Data records:
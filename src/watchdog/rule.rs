//! Static per-business watch rules.
//!
//! A [`Rule`] names the root of a business tree, the sub-path actually
//! monitored beneath it, include/exclude regexes and the recursion limit
//! used by the native watcher. Rules are built once at startup and never
//! mutated afterwards.

use std::fmt;
use std::path::{Path, PathBuf};
use std::time::Duration;

use regex::Regex;

use super::error::WatchError;

/// Which watch mechanisms a business runs.
#[derive(Debug, Clone, Copy, PartialEq, Eq, Hash)]
pub enum WatchStrategy {
    /// OS change notifications (recursive, with liveness guard).
    Native,
    /// Periodic full-tree walk used as backfill.
    Polling,
}

impl WatchStrategy {
    pub fn as_str(&self) -> &'static str {
        match self {
            WatchStrategy::Native => "native",
            WatchStrategy::Polling => "polling",
        }
    }
}

impl fmt::Display for WatchStrategy {
    fn fmt(&self, f: &mut fmt::Formatter<'_>) -> fmt::Result {
        f.write_str(self.as_str())
    }
}

/// Watch configuration for one business.
#[derive(Debug, Clone)]
pub struct Rule {
    pub business_id: String,
    /// Root of the business tree; relative sub-directories are computed against it.
    pub root_path: PathBuf,
    /// Sub-path below the root that is actually monitored (may be empty).
    pub sub_path: PathBuf,
    include: Option<Regex>,
    exclude: Option<Regex>,
    /// Native watcher recursion limit, 0 = unlimited.
    pub max_depth: usize,
    pub debounce_interval: Duration,
}

impl Rule {
    /// Create a rule that accepts everything below `root_path`.
    pub fn new(business_id: impl Into<String>, root_path: impl Into<PathBuf>) -> Self {
        Self {
            business_id: business_id.into(),
            root_path: root_path.into(),
            sub_path: PathBuf::new(),
            include: None,
            exclude: None,
            max_depth: 0,
            debounce_interval: Duration::from_secs(3),
        }
    }

    pub fn with_sub_path(mut self, sub_path: impl Into<PathBuf>) -> Self {
        self.sub_path = sub_path.into();
        self
    }

    /// Set the include regex. Empty and `.*` both mean "match everything".
    pub fn with_include(mut self, pattern: &str) -> Result<Self, WatchError> {
        self.include = compile(&self.business_id, pattern, true)?;
        Ok(self)
    }

    /// Set the exclude regex. Empty means "exclude nothing".
    pub fn with_exclude(mut self, pattern: &str) -> Result<Self, WatchError> {
        self.exclude = compile(&self.business_id, pattern, false)?;
        Ok(self)
    }

    pub fn with_max_depth(mut self, depth: usize) -> Self {
        self.max_depth = depth;
        self
    }

    pub fn with_debounce(mut self, interval: Duration) -> Self {
        self.debounce_interval = interval;
        self
    }

    /// The directory the watchers start from: `root_path/sub_path`.
    pub fn monitor_path(&self) -> PathBuf {
        if self.sub_path.as_os_str().is_empty() {
            self.root_path.clone()
        } else {
            self.root_path.join(&self.sub_path)
        }
    }

    /// Same rule with the recursion limit lifted; used by the poller.
    pub fn unlimited(&self) -> Self {
        let mut rule = self.clone();
        rule.max_depth = 0;
        rule
    }

    /// Whether the exclude regex rejects this path.
    ///
    /// Patterns are matched against the `/`-separated form of the path.
    pub fn is_excluded(&self, path: &Path) -> bool {
        match &self.exclude {
            Some(re) => re.is_match(&slash_path(path)),
            None => false,
        }
    }

    /// Whether a file path passes both filters.
    pub fn accepts_file(&self, path: &Path) -> bool {
        if self.is_excluded(path) {
            return false;
        }
        match &self.include {
            Some(re) => re.is_match(&slash_path(path)),
            None => true,
        }
    }

    /// Whether a directory should be traversed / watched.
    ///
    /// The include pattern describes files, so it does not prune directories.
    pub fn accepts_dir(&self, path: &Path) -> bool {
        !self.is_excluded(path)
    }

    /// Depth of `path` below the monitor path (direct children are depth 1).
    pub fn depth_of(&self, path: &Path) -> Option<usize> {
        path.strip_prefix(self.monitor_path())
            .ok()
            .map(|rel| rel.components().count())
    }

    /// Whether a directory at `depth` may be descended into.
    pub fn within_depth(&self, depth: usize) -> bool {
        self.max_depth == 0 || depth <= self.max_depth
    }

    pub fn include_pattern(&self) -> Option<&str> {
        self.include.as_ref().map(|re| re.as_str())
    }

    pub fn exclude_pattern(&self) -> Option<&str> {
        self.exclude.as_ref().map(|re| re.as_str())
    }
}

fn compile(biz: &str, pattern: &str, is_include: bool) -> Result<Option<Regex>, WatchError> {
    let pattern = pattern.trim();
    if pattern.is_empty() || (is_include && pattern == ".*") {
        return Ok(None);
    }
    Regex::new(pattern)
        .map(Some)
        .map_err(|e| WatchError::InvalidRule {
            biz: biz.to_string(),
            reason: format!("bad pattern '{pattern}': {e}"),
        })
}

/// Render a path with `/` separators regardless of platform.
pub fn slash_path(path: &Path) -> String {
    let s = path.to_string_lossy();
    if std::path::MAIN_SEPARATOR == '/' {
        s.into_owned()
    } else {
        s.replace(std::path::MAIN_SEPARATOR, "/")
    }
}

#[cfg(test)]
mod tests {
    use super::*;

    #[test]
    fn test_empty_patterns_accept_everything() {
        let rule = Rule::new("T1", "/data/t1")
            .with_include("")
            .unwrap()
            .with_exclude("")
            .unwrap();

        assert!(rule.accepts_file(Path::new("/data/t1/a.txt")));
        assert!(rule.accepts_dir(Path::new("/data/t1/sub")));
        assert!(rule.include_pattern().is_none());
    }

    #[test]
    fn test_include_only_filters_files() {
        let rule = Rule::new("T1", "/data/t1").with_include(r"\.log$").unwrap();

        assert!(rule.accepts_file(Path::new("/data/t1/run.log")));
        assert!(!rule.accepts_file(Path::new("/data/t1/run.txt")));
        // directories are still traversed
        assert!(rule.accepts_dir(Path::new("/data/t1/station-3")));
    }

    #[test]
    fn test_exclude_wins_over_include() {
        let rule = Rule::new("T1", "/data/t1")
            .with_include(r"\.log$")
            .unwrap()
            .with_exclude(r"/tmp/")
            .unwrap();

        assert!(!rule.accepts_file(Path::new("/data/t1/tmp/run.log")));
        assert!(!rule.accepts_dir(Path::new("/data/t1/tmp/")));
    }

    #[test]
    fn test_invalid_pattern_is_rejected() {
        let err = Rule::new("T1", "/data/t1").with_include("([").unwrap_err();
        assert!(matches!(err, WatchError::InvalidRule { .. }));
    }

    #[test]
    fn test_monitor_path_and_depth() {
        let rule = Rule::new("T1", "/data/t1")
            .with_sub_path("line-a")
            .with_max_depth(2);

        assert_eq!(rule.monitor_path(), PathBuf::from("/data/t1/line-a"));
        assert_eq!(rule.depth_of(Path::new("/data/t1/line-a/x")), Some(1));
        assert_eq!(rule.depth_of(Path::new("/data/t1/line-a/x/y")), Some(2));
        assert_eq!(rule.depth_of(Path::new("/elsewhere")), None);

        assert!(rule.within_depth(2));
        assert!(!rule.within_depth(3));
        assert!(rule.unlimited().within_depth(50));
    }
}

What is needed:
Go through the material above and copy each line that holds the string "tree".

Written solution:
//! A [`Rule`] names the root of a business tree, the sub-path actually
    /// Periodic full-tree walk used as backfill.
    /// Root of the business tree; relative sub-directories are computed against it.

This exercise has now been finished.